FRIDAY. Today, we reach the culmination of 15 months of preparation for a quality assessment visit. Colleagues spend all day checking and rechecking the information we have provided. At a conservative estimate, the serried ranks of box files, ring binders and lever-arch files measure over 20 feet of densely packed documents, handouts, samples of work, reports and criteria for everything we - and they - can think of. I wonder how they will manage to read and absorb even a fraction of it, given the schedule of classroom observations and other meetings also packed into a four-day visit.

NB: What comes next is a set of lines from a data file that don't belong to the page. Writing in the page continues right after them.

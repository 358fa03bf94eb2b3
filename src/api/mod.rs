//! HTTP surface for the attestation service.
//!
//! A small axum app: a health probe and a multipart upload endpoint that
//! runs the full validation workflow and returns the composed result.

pub mod endpoints;
pub mod error;
pub mod router;
pub mod types;

pub use router::attestation_router;
pub use types::ApiContext;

MONDAY. Assessment week has finally begun. The building gleams, all the lifts are working for once, and the staff sport carefully chosen outfits. With our first meeting with the assessors not scheduled until mid-afternoon, the hours pass agonisingly slowly. The session - with senior staff from the department - creaks as both sides eye one another warily. They comment that we are an all-female department: is this a deliberate policy? and is it a problem for male students? Can't help feeling this question would not have been asked of an all-male department. Other staff join the meeting and the assessors introduce themselves once again. One decides to add the information that he supports football team XYZ; so do the other two men on the team, though the woman looks slightly as though she has been wrong-footed in not having one to support. This might be an attempt at humour, but in the light of the questioning five minutes previously, it seems crass. The reporting assessor seeks to reassure us that the team will be working hard and hopes that this will dispose us to take on board their "criticisms, suggestions and ideas." Note the order, and the omission of praise. Leave feeling very disturbed.

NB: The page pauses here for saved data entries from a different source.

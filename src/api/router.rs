//! API router.
//!
//! Returns a composable `Router` with all routes nested under `/api/`.

use axum::routing::{get, post};
use axum::Router;
use tower_http::cors::CorsLayer;

use crate::api::endpoints;
use crate::api::types::ApiContext;

/// Build the attestation API router.
///
/// Endpoint handlers use `State<ApiContext>` (provided via `with_state`).
/// CORS is permissive: the upload form is served from a separate origin.
pub fn attestation_router(ctx: ApiContext) -> Router {
    let routes = Router::new()
        .route("/health", get(endpoints::health::check))
        .route("/attestations", post(endpoints::attestations::upload))
        .with_state(ctx);

    Router::new()
        .nest("/api", routes)
        .layer(CorsLayer::permissive())
}

#[cfg(test)]
mod tests {
    use std::sync::Arc;

    use axum::body::Body;
    use axum::http::{Request, StatusCode};
    use tower::ServiceExt;
    use uuid::Uuid;

    use super::*;
    use crate::analyzer::client::MockAnalyzer;
    use crate::analyzer::types::{FieldValue, RawAnalysis};
    use crate::messages::Language;
    use crate::outbound::{service, OutboundError};
    use crate::pipeline::types::{
        CaseStore, DoctorRegistry, FraudCase, RegistryDoctor,
    };
    use crate::pipeline::AttestationProcessor;

    struct StaticRegistry {
        doctor: RegistryDoctor,
    }

    impl DoctorRegistry for StaticRegistry {
        fn find_by_registry_number(
            &self,
            number: &str,
        ) -> Result<Option<RegistryDoctor>, OutboundError> {
            Ok((number == self.doctor.registry_number).then(|| self.doctor.clone()))
        }

        fn find_by_name_and_location(
            &self,
            last_name: &str,
            _city_hint: Option<&str>,
        ) -> Result<Option<RegistryDoctor>, OutboundError> {
            Ok(
                (last_name.eq_ignore_ascii_case(&self.doctor.last_name))
                    .then(|| self.doctor.clone()),
            )
        }
    }

    struct NullStore;

    impl CaseStore for NullStore {
        fn insert_case(&self, case: &FraudCase) -> Result<Uuid, OutboundError> {
            Ok(case.case_id)
        }
    }

    fn registered_doctor() -> RegistryDoctor {
        RegistryDoctor {
            registry_number: "12345-67".into(),
            first_name: Some("An".into()),
            last_name: "Peeters".into(),
            city: Some("Gent".into()),
        }
    }

    fn clean_analysis() -> RawAnalysis {
        let mut raw = RawAnalysis::default();
        let fields = &mut raw.fields;
        fields.insert("PatientName".into(), FieldValue::string("Jan Jansen"));
        fields.insert("DoctorName".into(), FieldValue::string("Dr. An Peeters"));
        fields.insert(
            "DoctorRegistryNumber".into(),
            FieldValue::string("12345-67"),
        );
        fields.insert("IncapacityStartDate".into(), FieldValue::date("2024-03-01"));
        fields.insert("IncapacityEndDate".into(), FieldValue::date("2024-03-10"));
        fields.insert("CertificateDate".into(), FieldValue::date("2024-03-01"));
        fields.insert("DoctorHasSigned".into(), FieldValue::boolean(true));
        raw
    }

    fn app_with(analyzer: MockAnalyzer) -> Router {
        let processor = AttestationProcessor::new(
            Box::new(analyzer),
            Box::new(StaticRegistry {
                doctor: registered_doctor(),
            }),
            Box::new(NullStore),
        );
        attestation_router(ApiContext::new(Arc::new(processor), Language::Nl))
    }

    const BOUNDARY: &str = "attest-test-boundary";

    fn multipart_request(uri: &str, parts: &[(&str, Option<&str>, &[u8])]) -> Request<Body> {
        let mut body = Vec::new();
        for (name, file_name, content) in parts {
            body.extend_from_slice(format!("--{BOUNDARY}\r\n").as_bytes());
            match file_name {
                Some(f) => body.extend_from_slice(
                    format!(
                        "Content-Disposition: form-data; name=\"{name}\"; filename=\"{f}\"\r\n\
                         Content-Type: application/pdf\r\n\r\n"
                    )
                    .as_bytes(),
                ),
                None => body.extend_from_slice(
                    format!("Content-Disposition: form-data; name=\"{name}\"\r\n\r\n").as_bytes(),
                ),
            }
            body.extend_from_slice(content);
            body.extend_from_slice(b"\r\n");
        }
        body.extend_from_slice(format!("--{BOUNDARY}--\r\n").as_bytes());

        Request::builder()
            .method("POST")
            .uri(uri)
            .header(
                "Content-Type",
                format!("multipart/form-data; boundary={BOUNDARY}"),
            )
            .body(Body::from(body))
            .unwrap()
    }

    async fn response_json(response: axum::http::Response<Body>) -> serde_json::Value {
        let body = axum::body::to_bytes(response.into_body(), 65536).await.unwrap();
        serde_json::from_slice(&body).unwrap()
    }

    #[tokio::test]
    async fn health_responds_ok() {
        let app = app_with(MockAnalyzer::returning(clean_analysis()));

        let req = Request::builder()
            .method("GET")
            .uri("/api/health")
            .body(Body::empty())
            .unwrap();
        let response = app.oneshot(req).await.unwrap();

        assert_eq!(response.status(), StatusCode::OK);
        let json = response_json(response).await;
        assert_eq!(json["status"], "healthy");
        assert!(!json["version"].as_str().unwrap().is_empty());
    }

    #[tokio::test]
    async fn missing_file_part_returns_400() {
        let app = app_with(MockAnalyzer::returning(clean_analysis()));

        let req = multipart_request("/api/attestations", &[("note", None, b"hello")]);
        let response = app.oneshot(req).await.unwrap();

        assert_eq!(response.status(), StatusCode::BAD_REQUEST);
        let json = response_json(response).await;
        assert_eq!(json["error"]["code"], "BAD_REQUEST");
        assert_eq!(json["error"]["message"], "Geen bestand geüpload");
    }

    #[tokio::test]
    async fn missing_file_message_follows_lang_query() {
        let app = app_with(MockAnalyzer::returning(clean_analysis()));

        let req = multipart_request("/api/attestations?lang=fr", &[("note", None, b"x")]);
        let response = app.oneshot(req).await.unwrap();

        assert_eq!(response.status(), StatusCode::BAD_REQUEST);
        let json = response_json(response).await;
        assert_eq!(json["error"]["message"], "Aucun fichier téléchargé");
    }

    #[tokio::test]
    async fn clean_document_approves_end_to_end() {
        let app = app_with(MockAnalyzer::returning(clean_analysis()));

        let req = multipart_request(
            "/api/attestations",
            &[("file", Some("attest.pdf"), b"%PDF-1.4 stub")],
        );
        let response = app.oneshot(req).await.unwrap();

        assert_eq!(response.status(), StatusCode::OK);
        let json = response_json(response).await;
        assert_eq!(json["valid"], true);
        assert_eq!(json["error_category"], "none");
        assert_eq!(json["details"][0]["label"], "Bestandsnaam");
        assert_eq!(json["details"][0]["value"], "attest.pdf");
        // 13-byte upload, rendered in kilobytes with two decimals.
        let size = json["details"]
            .as_array()
            .unwrap()
            .iter()
            .find(|d| d["label"] == "Bestandsgrootte")
            .unwrap();
        assert_eq!(size["value"], "0.01 KB");
        assert!(json["timestamp"].as_str().unwrap().contains('T'));
    }

    #[tokio::test]
    async fn lang_query_switches_result_language() {
        let app = app_with(MockAnalyzer::returning(clean_analysis()));

        let req = multipart_request(
            "/api/attestations?lang=en",
            &[("file", Some("attest.pdf"), b"%PDF-1.4 stub")],
        );
        let response = app.oneshot(req).await.unwrap();

        assert_eq!(response.status(), StatusCode::OK);
        let json = response_json(response).await;
        assert_eq!(
            json["message"],
            "Your absence certificate is valid and approved."
        );
    }

    #[tokio::test]
    async fn analyzer_timeout_maps_to_504() {
        let app = app_with(MockAnalyzer::failing(OutboundError::Timeout {
            service: service::ANALYZER,
            after_secs: 120,
        }));

        let req = multipart_request(
            "/api/attestations",
            &[("file", Some("attest.pdf"), b"%PDF-1.4 stub")],
        );
        let response = app.oneshot(req).await.unwrap();

        assert_eq!(response.status(), StatusCode::GATEWAY_TIMEOUT);
        let json = response_json(response).await;
        assert_eq!(json["valid"], false);
        assert_eq!(json["error_category"], "technical");
        assert!(json["timestamp"].is_string());
    }

    #[tokio::test]
    async fn unknown_route_is_404() {
        let app = app_with(MockAnalyzer::returning(clean_analysis()));

        let req = Request::builder()
            .method("GET")
            .uri("/api/nonexistent")
            .body(Body::empty())
            .unwrap();
        let response = app.oneshot(req).await.unwrap();

        assert_eq!(response.status(), StatusCode::NOT_FOUND);
    }
}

TUESDAY. The first (and only) full day of class observations. Despite a team supposedly chosen to reflect our strengths, some odd choices emerge for observers: a non-native speaker of English for a specialised translation class into English, for example, or subject specialists not attending classes in their own specialism. Is this a lack of organisation or perverseness? Feedback emerges: they are not happy with the level of traffic noise (we're in an inner-city); and a class described as well-structured, well-planned and student-centred is nevertheless marked down because "not everyone spoke". At the meeting held at the end of the day, the reporting assessor opens with "I've got a gentle googly to bowl you". To an all-female group, half of whom are not native speakers of English, this seems a bit insensitive. However, the questioning gets a lot more aggressive than gentle googlies, and demands are made for information that has already been provided. We vent the tension: one in an aerobics class, another at a choir rehearsal, a third by painting.

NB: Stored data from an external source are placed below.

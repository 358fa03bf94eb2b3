use std::net::SocketAddr;
use std::path::PathBuf;
use std::time::Duration;

use thiserror::Error;

use crate::messages::Language;

/// Application-level constants
pub const APP_NAME: &str = "Medattest";
pub const APP_VERSION: &str = env!("CARGO_PKG_VERSION");

/// Default polling ceiling for document analysis, in seconds.
pub const DEFAULT_ANALYZE_TIMEOUT_SECS: u64 = 120;

/// Default bind address for the HTTP API.
pub const DEFAULT_BIND_ADDR: &str = "127.0.0.1:7071";

#[derive(Debug, Error)]
pub enum ConfigError {
    #[error("missing required environment variable: {0}")]
    MissingVar(&'static str),
    #[error("invalid value for {var}: {reason}")]
    InvalidVar { var: &'static str, reason: String },
}

/// Runtime settings, resolved once at startup.
#[derive(Debug, Clone)]
pub struct Settings {
    pub analyzer_endpoint: String,
    pub analyzer_key: String,
    pub analyzer_id: String,
    pub analyze_timeout: Duration,
    pub db_path: PathBuf,
    pub bind_addr: SocketAddr,
    pub default_lang: Language,
}

impl Settings {
    /// Resolve settings from the process environment.
    ///
    /// The analyzer endpoint, key and analyzer id are required; everything
    /// else has a sensible default.
    pub fn from_env() -> Result<Self, ConfigError> {
        let analyzer_endpoint = required("ANALYZER_ENDPOINT")?;
        let analyzer_key = required("ANALYZER_KEY")?;
        let analyzer_id = required("ANALYZER_ID")?;

        let analyze_timeout = match std::env::var("ANALYZER_TIMEOUT_SECS") {
            Ok(raw) => {
                let secs: u64 = raw.parse().map_err(|_| ConfigError::InvalidVar {
                    var: "ANALYZER_TIMEOUT_SECS",
                    reason: format!("expected whole seconds, got {raw:?}"),
                })?;
                Duration::from_secs(secs)
            }
            Err(_) => Duration::from_secs(DEFAULT_ANALYZE_TIMEOUT_SECS),
        };

        let db_path = std::env::var("MEDATTEST_DB")
            .map(PathBuf::from)
            .unwrap_or_else(|_| default_db_path());

        let bind_addr = std::env::var("MEDATTEST_ADDR")
            .unwrap_or_else(|_| DEFAULT_BIND_ADDR.to_string())
            .parse()
            .map_err(|e| ConfigError::InvalidVar {
                var: "MEDATTEST_ADDR",
                reason: format!("{e}"),
            })?;

        let default_lang = std::env::var("MEDATTEST_LANG")
            .unwrap_or_default()
            .parse()
            .unwrap_or_default();

        Ok(Self {
            analyzer_endpoint,
            analyzer_key,
            analyzer_id,
            analyze_timeout,
            db_path,
            bind_addr,
            default_lang,
        })
    }
}

fn required(var: &'static str) -> Result<String, ConfigError> {
    match std::env::var(var) {
        Ok(v) if !v.trim().is_empty() => Ok(v),
        _ => Err(ConfigError::MissingVar(var)),
    }
}

/// Get the application data directory
/// ~/Medattest/ on all platforms (user-visible)
pub fn app_data_dir() -> PathBuf {
    let home = dirs::home_dir().expect("Cannot determine home directory");
    home.join(APP_NAME)
}

fn default_db_path() -> PathBuf {
    app_data_dir().join("medattest.db")
}

/// Default tracing filter when RUST_LOG is unset.
pub fn default_log_filter() -> &'static str {
    "info,medattest=debug"
}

WEDNESDAY. With superb timing, the university chooses today to circulate a gloomy missive on funding, informing us that operating costs have to be cut and that means staffing costs. "Redundancies cannot be ruled out," it concludes. It's my turn to be assessed. The assessor volunteers beforehand that he feels as though he's been "pushed down to the bottom of a swimming pool". Rapidly censor my immediate reaction and smile sympathetically instead. We become concerned that assessor personality may be playing a major role in the grades given for some class observations. Decide as a group that we were caught off-guard at yesterday's meeting, and frame a few questions and positive points that we wish to stress. I suggest we also counter the sporting metaphor, so we decide to use culinary metaphors in our interventions as much as possible. Maybe it works - the meeting ends up in genuine good humour, even though it didn't start out that way; they had messed up their timetable and failed to attend an important meeting on student achievement and careers, and were still asking for material and information already supplied.
THURSDAY. Final class observations. The hours between the last observation and the feedback are agonising, and the format of the feedback session is not calculated to reduce the inevitable tensions. Signals from the assessors have not been encouraging, but we get a very high mark. There are, though, plenty of contradictions with the other language teams' reports: one department, for example, is commended for adding value for non-traditional entry students, while we are told to concentrate on ensuring that our standard A-level candidates are helped to achieve their full potential. Another department is criticised for not making use of audio-visual aids, yet the HEFCE guidance to assessors makes it clear that the HEFCE "has no preconception of an 'ideal' teaching style". Where is the boundary between judgment and prejudice? Celebratory drinks fall flat; we are all too exhausted and tense but above all bruised by the experience.
FRIDAY. Normal service resumes: one lift is out of order, students queue up outside my office with problems and my desk groans under the weight of work neglected for the past week. I am too exhausted and demoralised to give good classes today; what price "quality"?
NAME WITHHELD
The author teaches in a large language department in a city location new university.